Re: [COMMITTERS] pgsql: Force strings passed to and from plperl to be in UTF8 encoding.

From: Alex Hunsaker <badalex(at)gmail(dot)com>
To: Andrew Dunstan <andrew(at)dunslane(dot)net>
Cc: PostgreSQL-development <pgsql-hackers(at)postgresql(dot)org>
Subject: Re: [COMMITTERS] pgsql: Force strings passed to and from plperl to be in UTF8 encoding.
Date: 2011-02-12 09:18:36
Message-ID: AANLkTinzzzJCJE=Ac_kZOOv4Hirogd9M2Wjjcecx_Si1@mail.gmail.com
Views: Raw Message | Whole Thread | Download mbox | Resend email
Thread:
Lists: pgsql-committers pgsql-hackers

On Sun, Feb 6, 2011 at 15:31, Andrew Dunstan <andrew(at)dunslane(dot)net> wrote:
> Force strings passed to and from plperl to be in UTF8 encoding.
>
> String are converted to UTF8 on the way into perl and to the
> database encoding on the way back. This avoids a number of
> observed anomalies, and ensures Perl a consistent view of the
> world.

So I noticed a problem while playing with this in my discussion with
David Wheeler. pg_do_encoding() does nothing when the src encoding ==
the dest encoding. That means on a UTF-8 database we fail make sure
our strings are valid utf8.

An easy way to see this is to embed a null in the middle of a string:
=> create or replace function zerob() returns text as $$ return
"abcd\0efg"; $$ language plperl;
=> SELECT zerob();
abcd

Also It seems bogus to bogus to do any encoding conversion when we are
SQL_ASCII, and its really trivial to fix.

With the attached:
- when we are on a utf8 database make sure to verify our output string
in sv2cstr (we assume database strings coming in are already valid)

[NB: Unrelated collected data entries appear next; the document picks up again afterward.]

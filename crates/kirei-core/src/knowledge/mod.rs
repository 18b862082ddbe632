//! Knowledge collections
//!
//! A collection is a persistent set of passages with embedding vectors,
//! addressed by a [`CollectionSpec`] (name, dimension, schema). Stores hand
//! out a [`CollectionHandle`] from an idempotent `ensure_collection` and answer
//! top-k similarity queries against it.
//!
//! | Method | Purpose |
//! |--------|---------|
//! | [`ensure_collection`](KnowledgeStore::ensure_collection) | Create-if-missing, memoized per triple |
//! | [`similarity_search`](KnowledgeStore::similarity_search) | Top-k passages by cosine similarity |
//! | [`add_passages`](KnowledgeStore::add_passages) | Insert passages with their vectors |

mod sqlite;

use std::fmt;
use std::sync::Arc;

use async_trait::async_trait;
use serde::{Deserialize, Serialize};
use serde_json::{Map, Value};

use crate::constants;

pub use sqlite::SqliteKnowledgeStore;

/// A retrievable unit of text plus metadata
#[derive(Debug, Clone, PartialEq, Serialize, Deserialize)]
pub struct Passage {
    pub content: String,
    #[serde(default)]
    pub metadata: Map<String, Value>,
}

impl Passage {
    pub fn new(content: impl Into<String>) -> Self {
        Self {
            content: content.into(),
            metadata: Map::new(),
        }
    }

    pub fn with_metadata(mut self, key: impl Into<String>, value: Value) -> Self {
        self.metadata.insert(key.into(), value);
        self
    }
}

/// Identity of a collection: fixed at creation time
#[derive(Debug, Clone, PartialEq, Eq, Hash, Serialize, Deserialize)]
pub struct CollectionSpec {
    pub name: String,
    pub dimension: usize,
    pub schema: String,
}

impl CollectionSpec {
    pub fn new(name: impl Into<String>, dimension: usize, schema: impl Into<String>) -> Self {
        Self {
            name: name.into(),
            dimension,
            schema: schema.into(),
        }
    }

    /// Backing table name (`<schema>__<name>`), validated as a bare identifier.
    pub fn table_name(&self) -> Result<String, StoreError> {
        for part in [&self.schema, &self.name] {
            let valid = !part.is_empty()
                && part
                    .chars()
                    .all(|c| c.is_ascii_alphanumeric() || c == '_');
            if !valid {
                return Err(StoreError::InvalidIdentifier(part.clone()));
            }
        }
        Ok(format!("{}__{}", self.schema, self.name))
    }
}

impl Default for CollectionSpec {
    fn default() -> Self {
        Self::new(
            constants::knowledge::TABLE_NAME,
            constants::knowledge::VECTOR_SIZE,
            constants::knowledge::SCHEMA_NAME,
        )
    }
}

impl fmt::Display for CollectionSpec {
    fn fmt(&self, f: &mut fmt::Formatter<'_>) -> fmt::Result {
        write!(f, "{}.{} ({}d)", self.schema, self.name, self.dimension)
    }
}

/// Shared handle to an initialized collection. Cheap to clone.
#[derive(Debug, Clone)]
pub struct CollectionHandle {
    inner: Arc<HandleInner>,
}

#[derive(Debug)]
struct HandleInner {
    spec: CollectionSpec,
    table: String,
}

impl CollectionHandle {
    pub(crate) fn new(spec: CollectionSpec, table: String) -> Self {
        Self {
            inner: Arc::new(HandleInner { spec, table }),
        }
    }

    pub fn spec(&self) -> &CollectionSpec {
        &self.inner.spec
    }

    pub fn dimension(&self) -> usize {
        self.inner.spec.dimension
    }

    pub(crate) fn table(&self) -> &str {
        &self.inner.table
    }

    /// Whether two handles share the same underlying initialization
    pub fn same_instance(&self, other: &CollectionHandle) -> bool {
        Arc::ptr_eq(&self.inner, &other.inner)
    }
}

/// Knowledge store failures
#[derive(Debug, thiserror::Error)]
pub enum StoreError {
    /// The backing engine could not be reached or opened
    #[error("knowledge store unavailable: {0}")]
    Unavailable(String),

    #[error("invalid collection identifier '{0}'")]
    InvalidIdentifier(String),

    #[error("vector dimension mismatch: expected {expected}, got {actual}")]
    DimensionMismatch { expected: usize, actual: usize },

    #[error("passage {0} has a non-finite vector component")]
    NonFiniteVector(usize),

    #[error("top-k must be a positive integer")]
    InvalidTopK,

    #[error("knowledge store query failed: {0}")]
    Backend(#[from] rusqlite::Error),

    #[error("knowledge store task failed: {0}")]
    Internal(String),
}

/// Storage backend for passage collections.
///
/// Implementations must be `Send + Sync`; one instance is shared by every
/// session for the lifetime of the process.
#[async_trait]
pub trait KnowledgeStore: Send + Sync {
    /// Create the collection if needed and return a handle to it.
    ///
    /// Calling this repeatedly (or concurrently) with the same spec never
    /// fails because the collection already exists.
    async fn ensure_collection(&self, spec: &CollectionSpec)
        -> Result<CollectionHandle, StoreError>;

    /// Return at most `k` passages, closest to `query` first.
    async fn similarity_search(
        &self,
        handle: &CollectionHandle,
        query: &[f32],
        k: usize,
    ) -> Result<Vec<Passage>, StoreError>;

    /// Insert passages with their vectors. Returns the number inserted.
    async fn add_passages(
        &self,
        handle: &CollectionHandle,
        passages: Vec<(Passage, Vec<f32>)>,
    ) -> Result<usize, StoreError>;
}

/// Encode a vector as little-endian f32 bytes
pub fn vec_to_blob(vec: &[f32]) -> Vec<u8> {
    let mut bytes = Vec::with_capacity(vec.len() * 4);
    for &v in vec {
        bytes.extend_from_slice(&v.to_le_bytes());
    }
    bytes
}

/// Decode little-endian f32 bytes back into a vector
pub fn blob_to_vec(blob: &[u8]) -> Vec<f32> {
    blob.chunks_exact(4)
        .map(|chunk| f32::from_le_bytes([chunk[0], chunk[1], chunk[2], chunk[3]]))
        .collect()
}

/// Cosine similarity; `0.0` for empty, mismatched, or zero-norm vectors
pub fn cosine_similarity(a: &[f32], b: &[f32]) -> f32 {
    if a.len() != b.len() || a.is_empty() {
        return 0.0;
    }

    let mut dot = 0.0f32;
    let mut norm_a = 0.0f32;
    let mut norm_b = 0.0f32;
    for (x, y) in a.iter().zip(b.iter()) {
        dot += x * y;
        norm_a += x * x;
        norm_b += y * y;
    }

    let denom = norm_a.sqrt() * norm_b.sqrt();
    if denom < f32::EPSILON {
        return 0.0;
    }
    dot / denom
}

#[cfg(test)]
mod tests {
    use super::*;

    #[test]
    fn test_table_name() {
        let spec = CollectionSpec::default();
        assert_eq!(spec.table_name().unwrap(), "public__jp_ai_bot");
    }

    #[test]
    fn test_table_name_rejects_injection() {
        let spec = CollectionSpec::new("docs; DROP TABLE x", 3, "public");
        assert!(matches!(
            spec.table_name(),
            Err(StoreError::InvalidIdentifier(_))
        ));
        let spec = CollectionSpec::new("docs", 3, "");
        assert!(spec.table_name().is_err());
    }

    #[test]
    fn test_cosine_similarity() {
        let a = vec![1.0, 0.0, 0.0];
        assert!((cosine_similarity(&a, &a) - 1.0).abs() < 1e-6);
        assert!(cosine_similarity(&a, &[0.0, 1.0, 0.0]).abs() < 1e-6);
        assert!((cosine_similarity(&a, &[-1.0, 0.0, 0.0]) + 1.0).abs() < 1e-6);
        assert_eq!(cosine_similarity(&a, &[1.0]), 0.0);
        assert_eq!(cosine_similarity(&[0.0, 0.0], &[0.0, 0.0]), 0.0);
    }

    #[test]
    fn test_blob_decoding_ignores_trailing_bytes() {
        let mut blob = vec_to_blob(&[0.5, -2.0]);
        blob.push(7);
        assert_eq!(blob_to_vec(&blob), vec![0.5, -2.0]);
    }

    #[test]
    fn test_passage_serializes_content_and_metadata() {
        let passage = Passage::new("Mount Fuji").with_metadata("page", serde_json::json!(3));
        let value = serde_json::to_value(&passage).unwrap();
        assert_eq!(value["content"], "Mount Fuji");
        assert_eq!(value["metadata"]["page"], 3);
    }
}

- Do no string conversion when we are SQL_ASCII in or out

- add plperl_helpers.h as a dep to plperl.o in our makefile

- remove some redundant calls to pg_verify_mbstr()

- as utf_e2u only as one caller dont pstrdup() instead have the caller
check (saves some cycles and memory)

Attachment Content-Type Size
plperl_utf8_mbverify.patch text/x-patch 4.2 KB

In response to

Responses

Browse pgsql-committers by date

  From Date Subject
Next Message Robert Haas 2011-02-12 13:43:42 pgsql: Teach ALTER TABLE .. SET DATA TYPE to avoid some table rewrites.
Previous Message Tom Lane 2011-02-12 03:54:00 pgsql: Clean up installation directory choices for extensions.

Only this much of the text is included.